Task statement>
In the material below, find the line containing "hard stop (milliseconds)" and the line containing "text pipeline toggles.", then reproduce exactly both of them and every line between, and nothing else.

Material shown>
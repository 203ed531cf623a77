//! Command-line parsing and validation helpers.

mod defaults;
mod validation;

use clap::{ArgAction, Parser};

use crate::audio::CaptureConfig;
use crate::text::NormalizeFlags;

pub use defaults::{
    DEFAULT_CHANNELS, DEFAULT_CHUNK_SAMPLES, DEFAULT_MAX_CAPTURE_MS, DEFAULT_MIN_RECORD_MS,
    DEFAULT_MIN_USEFUL_MS, DEFAULT_SAMPLE_RATE, DEFAULT_TAIL_MS,
};

/// CLI options for the dictation pipeline. Validated values keep downstream
/// subprocesses safe.
#[derive(Debug, Parser, Clone)]
#[command(about = "Push-to-talk dictation", author, version)]
pub struct AppConfig {
    /// Path to the speech-to-text executable
    #[arg(long, default_value = "whisper")]
    pub stt_cmd: String,

    /// Speech-to-text model name
    #[arg(long, default_value = "base")]
    pub stt_model: String,

    /// Extra arguments to pass to the STT executable (repeatable)
    #[arg(long = "stt-arg", action = ArgAction::Append, value_name = "ARG")]
    pub stt_args: Vec<String>,

    /// Language passed to the STT backend
    #[arg(long, default_value = "en")]
    pub lang: String,

    /// Preferred audio input device name
    #[arg(long)]
    pub input_device: Option<String>,

    /// Print detected audio input devices and exit
    #[arg(long = "list-input-devices", default_value_t = false)]
    pub list_input_devices: bool,

    /// Capture sample rate (Hz)
    #[arg(long = "sample-rate", default_value_t = DEFAULT_SAMPLE_RATE)]
    pub sample_rate: u32,

    /// Capture channel count
    #[arg(long, default_value_t = DEFAULT_CHANNELS)]
    pub channels: u16,

    /// Samples per capture chunk
    #[arg(long = "chunk-samples", default_value_t = DEFAULT_CHUNK_SAMPLES)]
    pub chunk_samples: usize,

    /// Minimum recording time before key release can stop capture (milliseconds)
    #[arg(long = "ptt-min-record-ms", default_value_t = DEFAULT_MIN_RECORD_MS)]
    pub ptt_min_record_ms: u64,

    /// Audio kept after key release so trailing words survive (milliseconds)
    #[arg(long = "ptt-tail-ms", default_value_t = DEFAULT_TAIL_MS)]
    pub ptt_tail_ms: u64,

    /// Maximum capture duration before a hard stop (milliseconds)
    #[arg(long = "ptt-max-capture-ms", default_value_t = DEFAULT_MAX_CAPTURE_MS)]
    pub ptt_max_capture_ms: u64,

    /// Captures shorter than this are discarded as no-audio (milliseconds)
    #[arg(long = "ptt-min-useful-ms", default_value_t = DEFAULT_MIN_USEFUL_MS)]
    pub ptt_min_useful_ms: u64,

    /// Disable spoken command substitution ("period" -> ".")
    #[arg(long = "no-dictation-commands", default_value_t = false)]
    pub no_dictation_commands: bool,

    /// Disable automatic capitalization
    #[arg(long = "no-auto-capitalize", default_value_t = false)]
    pub no_auto_capitalize: bool,

    /// Disable automatic terminal punctuation
    #[arg(long = "no-smart-punctuation", default_value_t = false)]
    pub no_smart_punctuation: bool,

    /// Enable file logging (debug)
    #[arg(long = "logs", env = "VOXKEY_LOGS", default_value_t = false)]
    pub logs: bool,

    /// Disable all file logging (overrides --logs and log env vars)
    #[arg(long = "no-logs", env = "VOXKEY_NO_LOGS", default_value_t = false)]
    pub no_logs: bool,

    /// Allow logging transcript snippets (debug log only)
    #[arg(
        long = "log-content",
        env = "VOXKEY_LOG_CONTENT",
        default_value_t = false
    )]
    pub log_content: bool,

    /// Enable verbose timing logs
    #[arg(long)]
    pub log_timings: bool,
}

impl AppConfig {
    /// Convert the millisecond-denominated CLI knobs into chunk counts for
    /// the capture loop.
    pub fn capture_config(&self) -> CaptureConfig {
        let chunk_ms =
            (self.chunk_samples as u64 * 1000 / u64::from(self.sample_rate.max(1))).max(1);
        let to_chunks = |ms: u64| (ms / chunk_ms).max(1);
        CaptureConfig {
            sample_rate: self.sample_rate,
            channels: self.channels,
            chunk_samples: self.chunk_samples,
            min_record_chunks: to_chunks(self.ptt_min_record_ms),
            tail_chunks: to_chunks(self.ptt_tail_ms),
            max_chunks: to_chunks(self.ptt_max_capture_ms),
            min_useful_chunks: to_chunks(self.ptt_min_useful_ms),
        }
    }

    /// Snapshot the text pipeline toggles.
    pub fn normalize_flags(&self) -> NormalizeFlags {
        NormalizeFlags {
            commands: !self.no_dictation_commands,
            capitalize: !self.no_auto_capitalize,
            punctuation: !self.no_smart_punctuation,
        }
    }
}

Problem solution>
    /// Maximum capture duration before a hard stop (milliseconds)
    #[arg(long = "ptt-max-capture-ms", default_value_t = DEFAULT_MAX_CAPTURE_MS)]
    pub ptt_max_capture_ms: u64,

    /// Captures shorter than this are discarded as no-audio (milliseconds)
    #[arg(long = "ptt-min-useful-ms", default_value_t = DEFAULT_MIN_USEFUL_MS)]
    pub ptt_min_useful_ms: u64,

    /// Disable spoken command substitution ("period" -> ".")
    #[arg(long = "no-dictation-commands", default_value_t = false)]
    pub no_dictation_commands: bool,

    /// Disable automatic capitalization
    #[arg(long = "no-auto-capitalize", default_value_t = false)]
    pub no_auto_capitalize: bool,

    /// Disable automatic terminal punctuation
    #[arg(long = "no-smart-punctuation", default_value_t = false)]
    pub no_smart_punctuation: bool,

    /// Enable file logging (debug)
    #[arg(long = "logs", env = "VOXKEY_LOGS", default_value_t = false)]
    pub logs: bool,

    /// Disable all file logging (overrides --logs and log env vars)
    #[arg(long = "no-logs", env = "VOXKEY_NO_LOGS", default_value_t = false)]
    pub no_logs: bool,

    /// Allow logging transcript snippets (debug log only)
    #[arg(
        long = "log-content",
        env = "VOXKEY_LOG_CONTENT",
        default_value_t = false
    )]
    pub log_content: bool,

    /// Enable verbose timing logs
    #[arg(long)]
    pub log_timings: bool,
}

impl AppConfig {
    /// Convert the millisecond-denominated CLI knobs into chunk counts for
    /// the capture loop.
    pub fn capture_config(&self) -> CaptureConfig {
        let chunk_ms =
            (self.chunk_samples as u64 * 1000 / u64::from(self.sample_rate.max(1))).max(1);
        let to_chunks = |ms: u64| (ms / chunk_ms).max(1);
        CaptureConfig {
            sample_rate: self.sample_rate,
            channels: self.channels,
            chunk_samples: self.chunk_samples,
            min_record_chunks: to_chunks(self.ptt_min_record_ms),
            tail_chunks: to_chunks(self.ptt_tail_ms),
            max_chunks: to_chunks(self.ptt_max_capture_ms),
            min_useful_chunks: to_chunks(self.ptt_min_useful_ms),
        }
    }

    /// Snapshot the text pipeline toggles.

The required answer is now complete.